After finding the line containing "start being dropped." below, please output that line and each following one through the line containing "pub struct LayerConfig", exactly as written.
····················
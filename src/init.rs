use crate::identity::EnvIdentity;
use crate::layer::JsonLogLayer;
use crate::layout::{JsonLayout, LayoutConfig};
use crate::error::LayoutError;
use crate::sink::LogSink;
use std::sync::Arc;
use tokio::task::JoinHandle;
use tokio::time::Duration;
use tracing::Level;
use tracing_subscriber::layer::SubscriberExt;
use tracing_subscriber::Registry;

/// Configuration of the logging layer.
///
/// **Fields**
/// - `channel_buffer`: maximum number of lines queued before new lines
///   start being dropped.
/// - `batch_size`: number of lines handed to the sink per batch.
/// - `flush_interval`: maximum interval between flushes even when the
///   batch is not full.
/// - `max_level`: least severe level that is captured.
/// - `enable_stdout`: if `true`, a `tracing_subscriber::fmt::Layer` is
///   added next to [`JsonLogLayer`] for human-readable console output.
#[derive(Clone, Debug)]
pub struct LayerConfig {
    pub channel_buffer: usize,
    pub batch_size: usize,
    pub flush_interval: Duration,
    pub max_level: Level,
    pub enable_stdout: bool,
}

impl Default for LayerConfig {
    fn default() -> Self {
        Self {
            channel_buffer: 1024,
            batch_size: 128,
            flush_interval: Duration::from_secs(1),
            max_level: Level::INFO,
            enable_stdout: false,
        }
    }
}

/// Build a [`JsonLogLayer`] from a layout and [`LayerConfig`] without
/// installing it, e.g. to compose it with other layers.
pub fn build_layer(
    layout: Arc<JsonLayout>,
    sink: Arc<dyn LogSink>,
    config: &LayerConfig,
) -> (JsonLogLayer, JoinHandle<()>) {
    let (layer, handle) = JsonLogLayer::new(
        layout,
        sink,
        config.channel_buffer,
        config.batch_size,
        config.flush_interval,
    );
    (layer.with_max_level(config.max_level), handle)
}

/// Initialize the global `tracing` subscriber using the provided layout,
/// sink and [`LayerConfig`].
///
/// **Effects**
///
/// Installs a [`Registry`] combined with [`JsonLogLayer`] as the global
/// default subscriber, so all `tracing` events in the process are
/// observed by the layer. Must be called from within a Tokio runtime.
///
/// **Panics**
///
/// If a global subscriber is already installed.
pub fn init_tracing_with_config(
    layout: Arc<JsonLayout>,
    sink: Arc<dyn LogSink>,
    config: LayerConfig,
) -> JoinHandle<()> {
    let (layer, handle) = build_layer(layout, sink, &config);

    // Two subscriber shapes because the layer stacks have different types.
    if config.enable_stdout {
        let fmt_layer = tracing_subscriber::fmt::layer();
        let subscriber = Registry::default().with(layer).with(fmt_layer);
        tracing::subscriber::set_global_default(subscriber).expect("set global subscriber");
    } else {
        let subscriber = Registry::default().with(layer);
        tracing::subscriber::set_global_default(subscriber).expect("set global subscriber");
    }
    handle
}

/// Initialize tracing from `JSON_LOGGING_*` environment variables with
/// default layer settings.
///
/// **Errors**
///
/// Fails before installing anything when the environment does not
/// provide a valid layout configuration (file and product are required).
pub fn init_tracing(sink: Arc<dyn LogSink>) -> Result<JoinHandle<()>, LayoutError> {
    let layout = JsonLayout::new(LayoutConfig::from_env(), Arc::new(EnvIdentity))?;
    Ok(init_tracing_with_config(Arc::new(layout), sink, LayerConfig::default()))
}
····················
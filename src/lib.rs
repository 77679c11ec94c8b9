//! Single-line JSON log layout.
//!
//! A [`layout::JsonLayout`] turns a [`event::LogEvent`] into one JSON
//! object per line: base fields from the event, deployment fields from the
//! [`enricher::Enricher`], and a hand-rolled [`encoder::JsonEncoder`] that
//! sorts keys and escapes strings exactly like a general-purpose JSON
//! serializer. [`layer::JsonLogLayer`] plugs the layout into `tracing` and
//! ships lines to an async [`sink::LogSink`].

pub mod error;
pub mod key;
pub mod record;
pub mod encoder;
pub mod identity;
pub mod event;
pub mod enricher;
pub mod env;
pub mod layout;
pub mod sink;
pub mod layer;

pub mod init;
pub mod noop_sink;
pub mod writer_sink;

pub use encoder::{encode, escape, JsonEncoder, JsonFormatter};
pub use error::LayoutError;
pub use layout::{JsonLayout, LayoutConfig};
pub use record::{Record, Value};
····················
Answer to this task
///   start being dropped.
/// - `batch_size`: number of lines handed to the sink per batch.
/// - `flush_interval`: maximum interval between flushes even when the
///   batch is not full.
/// - `max_level`: least severe level that is captured.
/// - `enable_stdout`: if `true`, a `tracing_subscriber::fmt::Layer` is
///   added next to [`JsonLogLayer`] for human-readable console output.
#[derive(Clone, Debug)]
pub struct LayerConfig {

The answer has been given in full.